**Task item:** Copy out the lines of the records below, and only those lines, from the one with "let log_standard_error = (1.0" through the one with "if r == 0.0", exactly as they appear.

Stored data

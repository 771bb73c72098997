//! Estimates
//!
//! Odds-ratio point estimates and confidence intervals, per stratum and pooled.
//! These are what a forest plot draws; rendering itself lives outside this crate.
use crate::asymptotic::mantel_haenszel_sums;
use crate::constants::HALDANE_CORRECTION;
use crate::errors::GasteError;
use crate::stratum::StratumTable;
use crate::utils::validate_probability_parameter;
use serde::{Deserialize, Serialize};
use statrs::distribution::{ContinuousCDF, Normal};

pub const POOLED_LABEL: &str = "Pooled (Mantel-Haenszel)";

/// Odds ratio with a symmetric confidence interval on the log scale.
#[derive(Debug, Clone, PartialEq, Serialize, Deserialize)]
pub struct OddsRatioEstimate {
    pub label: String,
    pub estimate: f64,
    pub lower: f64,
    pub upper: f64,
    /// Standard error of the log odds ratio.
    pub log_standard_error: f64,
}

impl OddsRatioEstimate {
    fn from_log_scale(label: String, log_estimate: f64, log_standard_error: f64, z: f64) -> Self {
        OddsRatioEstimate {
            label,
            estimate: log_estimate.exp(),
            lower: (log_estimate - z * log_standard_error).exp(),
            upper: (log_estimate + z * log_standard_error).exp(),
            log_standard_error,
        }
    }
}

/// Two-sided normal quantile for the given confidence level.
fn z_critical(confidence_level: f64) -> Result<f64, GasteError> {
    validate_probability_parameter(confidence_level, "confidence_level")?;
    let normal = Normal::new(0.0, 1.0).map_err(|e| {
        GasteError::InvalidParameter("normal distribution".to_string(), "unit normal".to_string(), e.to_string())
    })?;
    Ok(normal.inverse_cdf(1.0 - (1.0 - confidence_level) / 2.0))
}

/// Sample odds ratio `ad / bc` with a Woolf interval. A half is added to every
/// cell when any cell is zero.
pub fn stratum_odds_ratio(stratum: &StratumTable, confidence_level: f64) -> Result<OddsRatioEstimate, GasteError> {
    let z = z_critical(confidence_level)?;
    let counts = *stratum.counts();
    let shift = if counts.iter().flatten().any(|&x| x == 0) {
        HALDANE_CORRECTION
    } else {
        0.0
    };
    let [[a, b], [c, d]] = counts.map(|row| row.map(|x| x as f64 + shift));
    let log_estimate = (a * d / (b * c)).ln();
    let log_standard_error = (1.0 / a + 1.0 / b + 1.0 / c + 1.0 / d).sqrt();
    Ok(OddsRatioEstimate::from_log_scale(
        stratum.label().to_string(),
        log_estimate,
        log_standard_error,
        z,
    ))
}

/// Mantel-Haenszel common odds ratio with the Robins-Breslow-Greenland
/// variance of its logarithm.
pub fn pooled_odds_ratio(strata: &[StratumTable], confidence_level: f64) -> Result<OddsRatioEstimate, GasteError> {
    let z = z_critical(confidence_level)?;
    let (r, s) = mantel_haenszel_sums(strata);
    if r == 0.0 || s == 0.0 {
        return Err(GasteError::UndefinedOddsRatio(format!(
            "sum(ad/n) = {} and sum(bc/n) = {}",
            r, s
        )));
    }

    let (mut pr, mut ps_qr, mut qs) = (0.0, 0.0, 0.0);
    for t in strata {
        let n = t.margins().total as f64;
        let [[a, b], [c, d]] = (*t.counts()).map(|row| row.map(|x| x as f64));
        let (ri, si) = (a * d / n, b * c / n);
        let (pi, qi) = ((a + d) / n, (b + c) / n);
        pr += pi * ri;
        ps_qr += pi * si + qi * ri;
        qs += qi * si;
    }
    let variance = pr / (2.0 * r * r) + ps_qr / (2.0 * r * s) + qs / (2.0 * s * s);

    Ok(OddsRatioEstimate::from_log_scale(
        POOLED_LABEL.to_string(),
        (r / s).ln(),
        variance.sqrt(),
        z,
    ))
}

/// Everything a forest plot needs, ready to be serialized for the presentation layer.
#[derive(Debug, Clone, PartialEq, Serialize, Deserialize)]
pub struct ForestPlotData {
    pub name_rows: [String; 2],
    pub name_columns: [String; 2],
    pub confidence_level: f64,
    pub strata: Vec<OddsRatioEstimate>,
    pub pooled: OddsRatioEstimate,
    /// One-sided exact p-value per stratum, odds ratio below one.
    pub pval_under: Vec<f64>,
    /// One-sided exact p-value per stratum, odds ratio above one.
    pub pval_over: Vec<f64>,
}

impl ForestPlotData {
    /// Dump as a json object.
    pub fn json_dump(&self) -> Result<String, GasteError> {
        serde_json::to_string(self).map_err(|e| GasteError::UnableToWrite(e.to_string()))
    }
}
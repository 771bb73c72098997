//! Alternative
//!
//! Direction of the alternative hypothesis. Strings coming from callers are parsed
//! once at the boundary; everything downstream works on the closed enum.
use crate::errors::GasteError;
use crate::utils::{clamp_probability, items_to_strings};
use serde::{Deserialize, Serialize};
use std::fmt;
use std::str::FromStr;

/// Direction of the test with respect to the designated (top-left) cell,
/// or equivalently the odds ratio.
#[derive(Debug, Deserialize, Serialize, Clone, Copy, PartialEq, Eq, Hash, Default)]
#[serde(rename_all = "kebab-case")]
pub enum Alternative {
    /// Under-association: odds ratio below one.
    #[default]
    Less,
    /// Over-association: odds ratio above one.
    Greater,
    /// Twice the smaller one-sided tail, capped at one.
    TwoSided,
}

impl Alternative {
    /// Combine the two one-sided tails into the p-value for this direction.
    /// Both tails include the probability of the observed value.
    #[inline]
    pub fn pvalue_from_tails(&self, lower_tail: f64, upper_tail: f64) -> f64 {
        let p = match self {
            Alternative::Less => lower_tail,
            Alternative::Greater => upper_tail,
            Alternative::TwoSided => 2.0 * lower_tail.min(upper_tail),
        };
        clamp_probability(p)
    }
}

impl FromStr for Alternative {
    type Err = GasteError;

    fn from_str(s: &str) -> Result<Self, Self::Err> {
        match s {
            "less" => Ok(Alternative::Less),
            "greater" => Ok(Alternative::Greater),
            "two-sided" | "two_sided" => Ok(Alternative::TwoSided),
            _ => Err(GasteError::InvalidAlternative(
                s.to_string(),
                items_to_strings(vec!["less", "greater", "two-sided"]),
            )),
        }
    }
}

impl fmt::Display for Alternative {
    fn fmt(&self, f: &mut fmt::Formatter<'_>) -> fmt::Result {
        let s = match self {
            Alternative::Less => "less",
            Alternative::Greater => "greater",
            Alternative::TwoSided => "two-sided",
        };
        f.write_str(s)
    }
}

**Solution to the exercise:**
    let log_standard_error = (1.0 / a + 1.0 / b + 1.0 / c + 1.0 / d).sqrt();
    Ok(OddsRatioEstimate::from_log_scale(
        stratum.label().to_string(),
        log_estimate,
        log_standard_error,
        z,
    ))
}

/// Mantel-Haenszel common odds ratio with the Robins-Breslow-Greenland
/// variance of its logarithm.
pub fn pooled_odds_ratio(strata: &[StratumTable], confidence_level: f64) -> Result<OddsRatioEstimate, GasteError> {
    let z = z_critical(confidence_level)?;
    let (r, s) = mantel_haenszel_sums(strata);
    if r == 0.0 || s == 0.0 {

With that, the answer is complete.